The whole gate adds about two seconds and a fraction of a cent per draft. Against the cost of one off-brand article reaching the feed, that is nothing.
What it bought us
One concrete example. Last quarter we ran a batch of 60 articles through the system for a client in B2B fintech. Before the gate, our spot checks caught off-brand language in roughly one draft in three, and the misses that slipped through were the expensive kind, the ones a prospect reads and quietly files under generic. After the gate went live, the human review pass stopped being a copyedit and became a judgment call about ideas, because the mechanical problems were already gone. Review time per article dropped by about half.
The deeper win is that the spec is now an asset. When we onboard a new client we fork the file, swap the forbidden list for their crowded words, adjust the length bounds, and the gate enforces their voice from the first draft. Voice stops being tribal knowledge that lives in one editor's head and becomes a thing we can hand off, audit, and improve.
Keeping the spec alive
A voice spec is not a document you write once. The crowded words change. The phrase that signaled effort in January reads as cliche by June, because the rest of the internet caught up to it. So we treat the spec as a living file with an owner and a review cadence.
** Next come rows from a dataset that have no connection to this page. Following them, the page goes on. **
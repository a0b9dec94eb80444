//! CSV report writer
//!
//! Serializes merged rows under a fixed eight-column header.

use crate::error::{Error, Result};
use crate::types::MergedRow;
use serde::{Deserialize, Serialize};
use std::fs::File;
use std::io::{BufWriter, Write};
use std::path::Path;

const UTF8_BOM: &[u8] = b"\xEF\xBB\xBF";

/// Language of the header row
#[derive(Debug, Clone, Copy, PartialEq, Eq, Default, Serialize, Deserialize)]
#[serde(rename_all = "lowercase")]
pub enum HeaderLocale {
    #[default]
    En,
    Th,
}

impl HeaderLocale {
    /// Column names in output order
    pub fn headers(self) -> [&'static str; MergedRow::COLUMN_COUNT] {
        match self {
            Self::En => [
                "Collected Date",
                "Used Date",
                "Status",
                "Student Code",
                "Prefix",
                "Thai Full Name",
                "Student Name",
                "Faculty Name",
            ],
            Self::Th => [
                "เก็บวันที่",
                "ใช้วันที่",
                "สถานะ",
                "รหัสนักศึกษา",
                "คำนำหน้า",
                "ชื่อ-สกุล",
                "Student name",
                "คณะ",
            ],
        }
    }
}

/// Record terminator, fixed for a whole file
#[derive(Debug, Clone, Copy, PartialEq, Eq, Default, Serialize, Deserialize)]
#[serde(rename_all = "lowercase")]
pub enum LineTerminator {
    #[default]
    Lf,
    Crlf,
}

impl LineTerminator {
    fn to_csv(self) -> csv::Terminator {
        match self {
            Self::Lf => csv::Terminator::Any(b'\n'),
            Self::Crlf => csv::Terminator::CRLF,
        }
    }
}

/// Configuration for the CSV writer
#[derive(Debug, Clone)]
pub struct CsvWriterConfig {
    delimiter: u8,
    header_locale: HeaderLocale,
    bom: bool,
    line_terminator: LineTerminator,
}

impl Default for CsvWriterConfig {
    fn default() -> Self {
        Self {
            delimiter: b',',
            header_locale: HeaderLocale::En,
            bom: false,
            line_terminator: LineTerminator::Lf,
        }
    }
}

impl CsvWriterConfig {
    /// Create a new config with default settings
    #[must_use]
    pub fn new() -> Self {
        Self::default()
    }

    /// Set field delimiter
    #[must_use]
    pub fn with_delimiter(mut self, delimiter: u8) -> Self {
        self.delimiter = delimiter;
        self
    }

    /// Set header language
    #[must_use]
    pub fn with_header_locale(mut self, locale: HeaderLocale) -> Self {
        self.header_locale = locale;
        self
    }

    /// Enable or disable the UTF-8 byte order mark
    #[must_use]
    pub fn with_bom(mut self, enabled: bool) -> Self {
        self.bom = enabled;
        self
    }

    /// Set record terminator
    #[must_use]
    pub fn with_line_terminator(mut self, terminator: LineTerminator) -> Self {
        self.line_terminator = terminator;
        self
    }

    /// Get header language
    #[must_use]
    pub fn header_locale(&self) -> HeaderLocale {
        self.header_locale
    }

    fn builder(&self) -> csv::WriterBuilder {
        let mut builder = csv::WriterBuilder::new();
        builder
            .delimiter(self.delimiter)
            .terminator(self.line_terminator.to_csv())
            .quote_style(csv::QuoteStyle::Necessary);
        builder
    }
}

/// Streaming CSV writer for merged rows
pub struct CsvReportWriter<W: Write> {
    writer: csv::Writer<W>,
    rows_written: usize,
}

impl<W: Write> CsvReportWriter<W> {
    /// Write the optional BOM and the header row
    pub fn new(mut inner: W, config: &CsvWriterConfig) -> Result<Self> {
        if config.bom {
            inner
                .write_all(UTF8_BOM)
                .map_err(|e| Error::write(format!("Failed to write BOM: {e}")))?;
        }

        let mut writer = config.builder().from_writer(inner);
        writer
            .write_record(config.header_locale.headers())
            .map_err(|e| Error::write(format!("Failed to write header: {e}")))?;

        Ok(Self {
            writer,
            rows_written: 0,
        })
    }

    /// Append one row
    pub fn write_row(&mut self, row: &MergedRow) -> Result<()> {
        self.writer
            .write_record(row.fields())
            .map_err(|e| Error::write(format!("Failed to write row {}: {e}", self.rows_written + 1)))?;
        self.rows_written += 1;
        Ok(())
    }

    /// Get the number of rows written so far
    #[must_use]
    pub fn rows_written(&self) -> usize {
        self.rows_written
    }

    /// Flush and return the inner writer with the row count
    pub fn finish(self) -> Result<(W, usize)> {
        let rows = self.rows_written;
        let inner = self
            .writer
            .into_inner()
            .map_err(|e| Error::write(format!("Failed to flush CSV: {}", e.error())))?;
        Ok((inner, rows))
    }
}

/// Render the whole report in memory
pub fn render_rows(rows: &[MergedRow], config: &CsvWriterConfig) -> Result<Vec<u8>> {
    let mut writer = CsvReportWriter::new(Vec::new(), config)?;
    for row in rows {
        writer.write_row(row)?;
    }
    let (buf, _) = writer.finish()?;
    Ok(buf)
}

/// Write the report to a local file
///
/// A failure partway leaves the partial file in place.
pub fn write_rows_to_path(
    path: impl AsRef<Path>,
    rows: &[MergedRow],
    config: &CsvWriterConfig,
) -> Result<usize> {
    let path = path.as_ref();
    let file = File::create(path)
        .map_err(|e| Error::write(format!("Failed to create {}: {e}", path.display())))?;

    let mut writer = CsvReportWriter::new(BufWriter::new(file), config)?;
    for row in rows {
        writer.write_row(row)?;
    }
    let (mut inner, count) = writer.finish()?;
    inner
        .flush()
        .map_err(|e| Error::write(format!("Failed to flush {}: {e}", path.display())))?;
    Ok(count)
}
Every month we pull the drafts the gate flagged most often and read them. If a rule is firing constantly on legitimate copy, it is too broad and we tighten it. If a new tic is showing up in human review that the gate missed, we add a rule for it. The forbidden list has turned over roughly a third of its entries since we started, while the structural bans have stayed stable, because rhetorical formula is more durable than vocabulary fashion.
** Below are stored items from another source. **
//! Error types for the voucher report
//!
//! This module defines the error hierarchy for the whole pipeline.
//! All public APIs return `Result<T, Error>` where Error is defined here.

use thiserror::Error;

/// The main error type for the voucher report
#[derive(Error, Debug)]
pub enum Error {
    // ============================================================================
    // Configuration Errors
    // ============================================================================
    #[error("Configuration error: {message}")]
    Config { message: String },

    #[error("Missing required config field: {field}")]
    MissingConfigField { field: String },

    #[error("Invalid config value for '{field}': {message}")]
    InvalidConfigValue { field: String, message: String },

    #[error("Failed to parse YAML: {0}")]
    YamlParse(#[from] serde_yaml::Error),

    #[error("Failed to parse JSON: {0}")]
    JsonParse(#[from] serde_json::Error),

    #[error("Undefined variable in template: {variable}")]
    UndefinedVariable { variable: String },

    // ============================================================================
    // Source Errors
    // ============================================================================
    #[error("{source_name} unavailable: {message}")]
    SourceUnavailable {
        source_name: String,
        message: String,
    },

    #[error("Malformed voucher instance {id}: {message}")]
    MalformedRecord { id: String, message: String },

    #[error("Failed to decode student row at column '{column}': {message}")]
    RowDecode { column: String, message: String },

    // ============================================================================
    // Join Errors
    // ============================================================================
    #[error("Student {student_id} is missing required field '{field}'")]
    MissingRequiredField { student_id: i64, field: String },

    // ============================================================================
    // Output Errors
    // ============================================================================
    #[error("Write error: {message}")]
    Write { message: String },

    // ============================================================================
    // Run Errors
    // ============================================================================
    #[error("Run deadline of {seconds}s exceeded")]
    DeadlineExceeded { seconds: u64 },

    // ============================================================================
    // I/O Errors
    // ============================================================================
    #[error("IO error: {0}")]
    Io(#[from] std::io::Error),

    // ============================================================================
    // Generic Errors
    // ============================================================================
    #[error("{0}")]
    Other(String),

    #[error(transparent)]
    Anyhow(#[from] anyhow::Error),
}

impl Error {
    /// Create a config error
    pub fn config(message: impl Into<String>) -> Self {
        Self::Config {
            message: message.into(),
        }
    }

    /// Create a missing field error
    pub fn missing_field(field: impl Into<String>) -> Self {
        Self::MissingConfigField {
            field: field.into(),
        }
    }

    /// Create an invalid config value error
    pub fn invalid_value(field: impl Into<String>, message: impl Into<String>) -> Self {
        Self::InvalidConfigValue {
            field: field.into(),
            message: message.into(),
        }
    }

    /// Create an undefined variable error
    pub fn undefined_var(variable: impl Into<String>) -> Self {
        Self::UndefinedVariable {
            variable: variable.into(),
        }
    }

    /// Create a source unavailable error
    pub fn unavailable(source_name: impl Into<String>, message: impl Into<String>) -> Self {
        Self::SourceUnavailable {
            source_name: source_name.into(),
            message: message.into(),
        }
    }

    /// Create a malformed record error
    pub fn malformed(id: impl Into<String>, message: impl Into<String>) -> Self {
        Self::MalformedRecord {
            id: id.into(),
            message: message.into(),
        }
    }

    /// Create a row decode error
    pub fn row_decode(column: impl Into<String>, message: impl Into<String>) -> Self {
        Self::RowDecode {
            column: column.into(),
            message: message.into(),
        }
    }

    /// Create a missing required field error
    pub fn missing_required(student_id: i64, field: impl Into<String>) -> Self {
        Self::MissingRequiredField {
            student_id,
            field: field.into(),
        }
    }

    /// Create a write error
    pub fn write(message: impl Into<String>) -> Self {
        Self::Write {
            message: message.into(),
        }
    }

    /// Check if this error aborts the run
    ///
    /// Only join-time field issues are reported and carried past; every
    /// other class terminates the pipeline.
    pub fn is_fatal(&self) -> bool {
        !matches!(self, Error::MissingRequiredField { .. })
    }
}

/// Result type alias for the voucher report
pub type Result<T> = std::result::Result<T, Error>;

/// Extension trait for adding context to errors
pub trait ResultExt<T> {
    /// Add context to an error
    fn context(self, message: impl Into<String>) -> Result<T>;

    /// Add context with a closure (lazy evaluation)
    fn with_context<F: FnOnce() -> String>(self, f: F) -> Result<T>;
}

impl<T, E: Into<Error>> ResultExt<T> for std::result::Result<T, E> {
    fn context(self, message: impl Into<String>) -> Result<T> {
        self.map_err(|e| {
            let inner = e.into();
            Error::Other(format!("{}: {}", message.into(), inner))
        })
    }

    fn with_context<F: FnOnce() -> String>(self, f: F) -> Result<T> {
        self.map_err(|e| {
            let inner = e.into();
            Error::Other(format!("{}: {}", f(), inner))
        })
    }
}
We also log every gate decision with the rule that fired and the eventual human verdict. That log is how we tell a good rule from a noisy one. A rule that fails drafts the human would also have rejected is earning its place. A rule that fails drafts the human then waves through is friction with no payoff, and we cut it. After a year of this the false-positive rate on our core ruleset sits low enough that the writing agents rarely fight the gate, which is the sign the spec has converged on the actual voice rather than a caricature of it.
We run this gate across every brand we operate, including the 83 agents inside our own stack. If you are generating copy at any real volume and relying on taste alone to keep it on-brand, you will lose, because taste does not scale and attention runs out. A spec does scale. Write the rules down, make them checkable, and put a gate in front of publish. That is the whole trick.